10/23/2008
TV: Fringe:: 0 comments: by Liz Thompson
Is Nina Sharp… William Bell?
This week’s pattern is: Apple, Apple, Flower, Flower, Hand
While enjoying another episode of Fringe, I realized that this episode was different from the others because there was no correlation between Walter’s work and the case at hand. No fun, crazy, wacky way to figure out who the big baddie is, but just some good Peter leg work. To be honest, I was a little disappointed in “The Cure.” No shockers, except for the gore and blood. It was over the top! There were two salvageable occurrences that made this episode more important than meets the eye. The first was getting some Olivia back-story and the connection of Nina Sharp/Walter/Peter.
I don’t think it’s ever a good thing to be thrown out of an unmarked white van when the guy throwing you out is wearing a white hazmat suit. I can sum up the story/plot line in one or two paragraphs. It was that straight forward. Emily Kramer gets dropped out of a van and eventually boils the brains of all the people in a diner. I’m glad they didn’t show her head bursting open as I probably would have turned it off. But we did get to see her stump later on, which I could have done without (but it didn’t look real, so that was good). Olivia’s team comes to check it out and finds that Ms. Kramer had an autoimmune disease and was being treated by Dr. Patel. After researching the victim’s blood, they find she had a controversial treatment that caused her disease to go into remission. Another lady, Claire Williams is taken with the same disease and undergoes the same treatment and it leads back to Patel. He reveals that he was working with Intrepus, a drug company and a fellow name David Esterbrook. Unfortunately, Esterbrook was weaponizing these women and their disease by making them radioactive. He was caught in the end, thanks to Peter finding him via Nina Sharp, who is the competition of Intrepus at Massive Dynamic. She would gain from Intrepus going under and Peter exploited that (and her connection to him?). Olivia goes to the location Nina gave to Peter and finds Claire about to explode. She the antidote Walter cooked up in his lab. That’s the highlights.
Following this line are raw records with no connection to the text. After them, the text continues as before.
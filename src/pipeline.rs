//! The explode pipeline: read, normalize, parse, flatten, merge, write

use crate::error::{Result, SmelterError};
use crate::flatten::ColumnFlattener;
use crate::merge::TableMerger;
use crate::normalize::normalize_blob;
use crate::parse::StructureParser;
use crate::reader::{read_table, ReadOptions};
use crate::types::{ExplodeConfig, FlatTable, ParseFailure, Structure, Table};
use crate::writer::FlatWriter;
use std::collections::BTreeMap;
use std::io::{Read, Write};
use tracing::info;

/// Summary of one explode run
#[derive(Debug, Clone, Default)]
pub struct ExplodeReport {
    pub rows: usize,

    /// Names of the appended columns, in output order
    pub schema: Vec<String>,

    pub parse_failures: Vec<ParseFailure>,

    /// Rows decoded per strategy name
    pub decoded_by: BTreeMap<&'static str, usize>,

    /// Rows whose blob was null or empty
    pub empty_blobs: usize,
}

/// Explode an in-memory table. Nothing here touches I/O.
pub fn explode_table(table: &Table, config: &ExplodeConfig) -> Result<(FlatTable, ExplodeReport)> {
    let blob_column = table
        .column_index(&config.blob_column)
        .ok_or_else(|| SmelterError::MissingColumn(config.blob_column.clone()))?;

    let parser = StructureParser::new(config.scalar_key.clone());
    let mut report = ExplodeReport {
        rows: table.len(),
        ..Default::default()
    };

    // Pass 1 needs every structure before the schema is final
    let structures: Vec<Structure> = table
        .rows
        .iter()
        .map(|row| {
            let normalized = normalize_blob(row.get(blob_column));
            let outcome = parser.parse(normalized.as_deref());

            match (outcome.decoded_by, &outcome.failure) {
                (Some(name), _) => *report.decoded_by.entry(name).or_insert(0) += 1,
                (None, Some(reason)) => report.parse_failures.push(ParseFailure {
                    row: row.index,
                    raw: normalized.clone().unwrap_or_default(),
                    reason: reason.clone(),
                }),
                (None, None) => report.empty_blobs += 1,
            }

            outcome.structure
        })
        .collect();

    let flattened = ColumnFlattener::new().flatten(&structures);
    let merged = TableMerger::new(blob_column, config.separator.clone()).merge(table, &flattened)?;

    report.schema = merged.header[table.header.len() - 1..].to_vec();
    Ok((merged, report))
}

/// Read an export, explode its blob column and write the flat file.
///
/// Output is only written once the whole batch has merged.
pub fn explode<R: Read, W: Write>(
    input: R,
    output: W,
    config: &ExplodeConfig,
) -> Result<ExplodeReport> {
    let table = read_table(
        input,
        &ReadOptions {
            delimiter: config.delimiter,
        },
    )?;

    let (merged, report) = explode_table(&table, config)?;

    let mut writer = FlatWriter::new(output, config.delimiter);
    writer.write_table(&merged)?;
    writer.flush()?;

    info!(
        rows = report.rows,
        columns = merged.header.len(),
        flattened = report.schema.len(),
        failures = report.parse_failures.len(),
        empty = report.empty_blobs,
        "explode complete"
    );

    Ok(report)
}

#[cfg(test)]
mod tests {
    use super::*;

    const EXPORT: &str = "\
name,tenant_id,address,industry
North,t1,\"{\"\"city\"\": \"\"Reno\"\", \"\"zip\"\": \"\"89501\"\"}\",retail
South,t1,\"{'city': 'Sparks',
   'region': 'NV'}\",food
West,t2,not a structure at all,retail
East,t2,,services
";

    #[test]
    fn test_explode_mixed_encodings() {
        let mut output = Vec::new();
        let report = explode(EXPORT.as_bytes(), &mut output, &ExplodeConfig::default()).unwrap();

        assert_eq!(report.rows, 4);
        assert_eq!(report.schema, vec!["city", "zip", "region"]);
        assert_eq!(report.decoded_by.get("json"), Some(&1));
        assert_eq!(report.decoded_by.get("literal"), Some(&1));
        assert_eq!(report.empty_blobs, 1);
        assert_eq!(report.parse_failures.len(), 1);
        assert_eq!(report.parse_failures[0].row, 2);
        assert_eq!(report.parse_failures[0].raw, "not a structure at all");

        let text = String::from_utf8(output).unwrap();
        let lines: Vec<&str> = text.lines().collect();
        assert_eq!(
            lines,
            vec![
                "name,tenant_id,industry,city,zip,region",
                "North,t1,retail,Reno,89501,",
                "South,t1,food,Sparks,,NV",
                "West,t2,retail,,,",
                "East,t2,services,,,",
            ]
        );
    }

    #[test]
    fn test_missing_blob_column_is_fatal() {
        let config = ExplodeConfig {
            blob_column: "location".into(),
            ..Default::default()
        };
        let mut output = Vec::new();
        let err = explode(EXPORT.as_bytes(), &mut output, &config).unwrap_err();

        assert!(matches!(err, SmelterError::MissingColumn(ref c) if c == "location"));
        assert!(output.is_empty());
    }

    #[test]
    fn test_all_blobs_empty_keeps_rows() {
        let input = "id,address\n1,\n2,\n";
        let mut output = Vec::new();
        let report = explode(input.as_bytes(), &mut output, &ExplodeConfig::default()).unwrap();

        assert!(report.schema.is_empty());
        assert_eq!(String::from_utf8(output).unwrap(), "id\n1\n2\n");
    }
}
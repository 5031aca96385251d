use super::{ChunkStream, CopySink};
use crate::config::DatabaseSettings;
use crate::error::{Result, SmelterError};
use async_trait::async_trait;
use sqlx::postgres::{PgConnection, PgPoolOptions};
use sqlx::{Pool, Postgres, Transaction};
use std::time::Duration;
use tracing::{error, info};

/// PostgreSQL sink: one connection, one transaction, one `COPY ... FROM STDIN`
///
/// Connection failures are surfaced, never retried; a COPY cannot be resumed
/// half way.
pub struct PgCopySink {
    pool: Pool<Postgres>,
    tx: Option<Transaction<'static, Postgres>>,
}

impl PgCopySink {
    pub async fn connect(settings: &DatabaseSettings) -> Result<Self> {
        let options = settings.connect_options()?;

        let pool = PgPoolOptions::new()
            .max_connections(1)
            .acquire_timeout(Duration::from_secs(settings.connect_timeout_secs))
            .connect_with(options)
            .await
            .map_err(|e| {
                error!("Failed to connect to PostgreSQL: {}", e);
                SmelterError::Database {
                    stage: "connect",
                    source: e,
                }
            })?;

        info!(
            host = %settings.host,
            port = settings.port,
            database = settings.name.as_deref().unwrap_or(""),
            "connected to PostgreSQL"
        );

        Ok(PgCopySink { pool, tx: None })
    }

    fn transaction(&mut self) -> Result<&mut Transaction<'static, Postgres>> {
        self.tx
            .as_mut()
            .ok_or_else(|| SmelterError::Transaction(String::from("COPY outside a transaction")))
    }
}

#[async_trait]
impl CopySink for PgCopySink {
    async fn begin(&mut self) -> Result<()> {
        if self.tx.is_some() {
            return Err(SmelterError::Transaction(String::from("transaction already open")));
        }
        let tx = self.pool.begin().await.map_err(SmelterError::database("begin"))?;
        self.tx = Some(tx);
        Ok(())
    }

    async fn copy_in(&mut self, statement: &str, chunks: ChunkStream<'_>) -> Result<u64> {
        let conn: &mut PgConnection = self.transaction()?;
        let mut copy = conn
            .copy_in_raw(statement)
            .await
            .map_err(SmelterError::database("copy"))?;

        for chunk in chunks {
            match chunk {
                Ok(bytes) => {
                    // A failed send leaves the COPY unusable; dropping it fails the COPY
                    copy.send(bytes).await.map_err(SmelterError::database("copy"))?;
                }
                Err(e) => {
                    if let Err(abort_error) = copy.abort(e.to_string()).await {
                        error!(error = %abort_error, "failed to abort COPY");
                    }
                    return Err(e);
                }
            }
        }

        copy.finish().await.map_err(SmelterError::database("copy"))
    }

    async fn commit(&mut self) -> Result<()> {
        let tx = self
            .tx
            .take()
            .ok_or_else(|| {
                SmelterError::Transaction(String::from("commit without a transaction"))
            })?;
        tx.commit().await.map_err(SmelterError::database("commit"))
    }

    async fn rollback(&mut self) -> Result<()> {
        match self.tx.take() {
            Some(tx) => tx.rollback().await.map_err(SmelterError::database("rollback")),
            None => Ok(()),
        }
    }
}
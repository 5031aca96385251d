//! Column flattening - rectangularize a batch of structures
//!
//! The key set is not known up front, so flattening is two passes: the first
//! accumulates the union of keys in first-occurrence order, the second
//! reindexes every structure onto that schema.

use crate::types::{value_to_cell, Fragment, Structure};
use std::collections::HashMap;

/// Ordered, deduplicated keys observed across a batch
#[derive(Debug, Clone, Default, PartialEq, Eq)]
pub struct ColumnSchema {
    keys: Vec<String>,
    positions: HashMap<String, usize>,
    // How many structures contained each key, by position
    occurrences: Vec<usize>,
}

impl ColumnSchema {
    /// Scan every structure once, keeping first-occurrence order
    pub fn from_structures(structures: &[Structure]) -> Self {
        let mut schema = ColumnSchema::default();
        for structure in structures {
            schema.observe(structure);
        }
        schema
    }

    fn observe(&mut self, structure: &Structure) {
        for key in structure.keys() {
            match self.positions.get(key) {
                Some(&pos) => self.occurrences[pos] += 1,
                None => {
                    self.positions.insert(key.clone(), self.keys.len());
                    self.keys.push(key.clone());
                    self.occurrences.push(1);
                }
            }
        }
    }

    pub fn keys(&self) -> &[String] {
        &self.keys
    }

    pub fn position(&self, key: &str) -> Option<usize> {
        self.positions.get(key).copied()
    }

    /// Number of structures in the batch that carried `key`
    pub fn occurrences(&self, key: &str) -> usize {
        self.position(key).map(|p| self.occurrences[p]).unwrap_or(0)
    }

    pub fn len(&self) -> usize {
        self.keys.len()
    }

    pub fn is_empty(&self) -> bool {
        self.keys.is_empty()
    }
}

/// Output of [`ColumnFlattener::flatten`]
#[derive(Debug, Clone, Default, PartialEq, Eq)]
pub struct Flattened {
    pub schema: ColumnSchema,

    /// One fragment per input structure, each exactly `schema.len()` wide
    pub fragments: Vec<Fragment>,
}

/// Projects structures onto their batch-wide column schema
#[derive(Debug, Default, Clone, Copy)]
pub struct ColumnFlattener;

impl ColumnFlattener {
    pub fn new() -> Self {
        ColumnFlattener
    }

    pub fn flatten(&self, structures: &[Structure]) -> Flattened {
        let schema = ColumnSchema::from_structures(structures);

        let fragments = structures
            .iter()
            .map(|structure| Self::reindex(&schema, structure))
            .collect();

        Flattened { schema, fragments }
    }

    fn reindex(schema: &ColumnSchema, structure: &Structure) -> Fragment {
        let mut fragment: Fragment = vec![None; schema.len()];
        for (key, value) in structure {
            if let Some(pos) = schema.position(key) {
                fragment[pos] = value_to_cell(value);
            }
        }
        fragment
    }
}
The relatively thin plot wasn’t such a bad thing. I could think more about the moral of the story, human scientific testing and the problems it causes. I don’t think JJ was getting on his soap box, but it seemed to me that he was making sure we knew that he thinks human testing is outrageous. I think it is too, especially if it is against someone’s will. All the other people volunteered for their testing, where as this doctor took it too far by not giving the people a choice. Not that the people Walter experimented on really knew what they were getting into and how it would be used either, but at least they knew they were an experiment. The look on Claire’s face was heartbreaking as she went radioactive and had to jam a syringe in her neck. How could this guy be so diabolical? What would he have to gain? Is it all about money or something else? Is he just a puppet for those causing attacks all over the world? Was Peter onto something when he said these people were “preparing” for something? It does seem odd.
Besides the moral of the story I want to discuss Olivia’s back-story and the Nina Sharp/Walter/Peter connection. First, Olivia’s back-story about her father was heart-breaking. I would have a deep sadness too if my father abused my mother and then I shot him twice but he didn’t die. How do you shoot someone twice and then they don’t die? I understand she regrets not killing him. After the incident he disappeared and now dad sends Olivia a birthday card every year, and low and behold it is her birthday. I can’t imagine being scared and looking over my shoulder my whole life. Then, when she doesn’t receive a card there is relief, right? Wrong. She arrives home to find a card under her door. What does that mean? Will he surface to confront her finally? Why did he chose now of all times to personally deliver her card? Was that really from him or someone else?
The most interesting turn of events involves Nina Sharp. She was close with Walter and played with Peter when he was young. What if Walter saw Nina, how would he react? Who is she to Peter and Walter? I thought at first she might be Peter’s mother, but obviously she isn’t with their encounter. Was she a part of Walter and William’s experimental past or IS she William Bell? I know that sounds weird but I wonder now if she is because her connection with Massive Dynamic, Walter and Peter. Maybe something happened and he became a woman to cover something up or to walk around unnoticed. I’m not sure. Is that possible? Please tell me who she is, JJ! Do you have any ideas about who she is? I’m so intrigued. Love it.
So this is the last episode for a while, I believe three weeks. It gives us time to pause and think about all the questions we have and the piles more that each episode leaves in its wake. The more we learn about the pattern (which we don’t even know what that is), the more we wonder who, what, when, where, why and how. We still don’t fully understand John Scott’s appearances or who the observer is and why he is who he is. Plus, the more we see Nina, the more we want to know who she is. Maybe in three weeks we will get some answers, can I have one, just one little hint? Please? What do you think the pattern is? Who do you think Nina is? I’m eager to find out.